//! Traits describing adapter capabilities and the shared error type.

use std::io::Error as IoError;

use async_trait::async_trait;

use crate::lifecycle::TrainedModel;
use crate::model::{RawTable, SemanticColumn};

#[derive(thiserror::Error, Debug)]
/// Errors that can occur anywhere in the ingestion and classification pipeline.
pub enum CoreError {
    /// A required column could not be located in the sheet.
    #[error("Could not find the {column} column in the dataset")]
    SchemaResolution {
        /// Which semantic column was missing.
        column: SemanticColumn,
    },
    /// No row survived cleaning.
    #[error("Dataset has no valid rows after cleaning")]
    DatasetEmpty,
    /// Training was refused or failed.
    #[error("Training failed: {0}")]
    Training(String),
    /// The held-out evaluation could not be computed.
    #[error("Evaluation failed: {0}")]
    Evaluation(String),
    /// No model has been loaded or trained yet.
    #[error("Model is not ready; train it first")]
    ModelNotReady,
    /// Caller-supplied input was missing or malformed.
    #[error("Invalid input: {0}")]
    InputValidation(String),
    /// No parser is registered for the file type.
    #[error("Unsupported file format: {0}")]
    UnsupportedFormat(String),
    /// The spreadsheet could not be decoded.
    #[error("Parse error: {0}")]
    Parse(String),
    /// The model artifact could not be encoded or decoded.
    #[error("Model artifact error: {0}")]
    Artifact(String),
    /// Filesystem access failed.
    #[error("I/O error: {0}")]
    Io(#[from] IoError),
}

#[derive(Debug, Clone)]
/// Raw bytes of a spreadsheet together with its file name.
pub struct SheetFile {
    /// File name including extension, used to pick a parser.
    pub file_name: String,
    /// File contents.
    pub bytes: Vec<u8>,
}

impl SheetFile {
    /// Wrap a file name and its contents.
    #[must_use]
    pub fn new<S: Into<String>>(file_name: S, bytes: Vec<u8>) -> Self {
        Self {
            file_name: file_name.into(),
            bytes,
        }
    }

    /// Lower-cased file extension, empty when there is none.
    #[must_use]
    pub fn extension(&self) -> String {
        self.file_name
            .rsplit_once('.')
            .map(|(_, ext)| ext.to_ascii_lowercase())
            .unwrap_or_default()
    }
}

/// Decoder for one family of spreadsheet files.
pub trait SheetParser: Send + Sync {
    /// Lower-case file extensions handled by this parser.
    fn extensions(&self) -> &[&'static str];

    /// Decode the first sheet into a [`RawTable`].
    ///
    /// # Errors
    ///
    /// Returns [`CoreError::Parse`] when the bytes are not a readable sheet.
    fn parse(&self, bytes: &[u8]) -> Result<RawTable, CoreError>;
}

#[async_trait]
/// Backing store for the spreadsheet the dataset is derived from.
pub trait DatasetSource: Send + Sync {
    /// Read the current spreadsheet.
    ///
    /// # Errors
    ///
    /// Returns a [`CoreError`] when the file cannot be read.
    async fn read(&self) -> Result<SheetFile, CoreError>;

    /// Replace the spreadsheet with an uploaded one.
    ///
    /// Readers observe either the previous or the new file, never a partial write.
    ///
    /// # Errors
    ///
    /// Returns a [`CoreError`] when the file cannot be written.
    async fn replace(&self, sheet: SheetFile) -> Result<(), CoreError>;
}

#[async_trait]
/// Persistence for the single trained model artifact.
pub trait ModelStore: Send + Sync {
    /// Load the persisted model, `None` when no artifact exists yet.
    ///
    /// # Errors
    ///
    /// Returns a [`CoreError`] when the artifact exists but cannot be read.
    async fn load(&self) -> Result<Option<TrainedModel>, CoreError>;

    /// Persist a model, replacing any previous artifact.
    ///
    /// # Errors
    ///
    /// Returns a [`CoreError`] when the artifact cannot be written.
    async fn save(&self, model: &TrainedModel) -> Result<(), CoreError>;
}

▶ _ACTION ITEM_
Go over the data and return every line that includes the word "cleaning".

▶ _RESPONSE AREA_
    /// No row survived cleaning.
    #[error("Dataset has no valid rows after cleaning")]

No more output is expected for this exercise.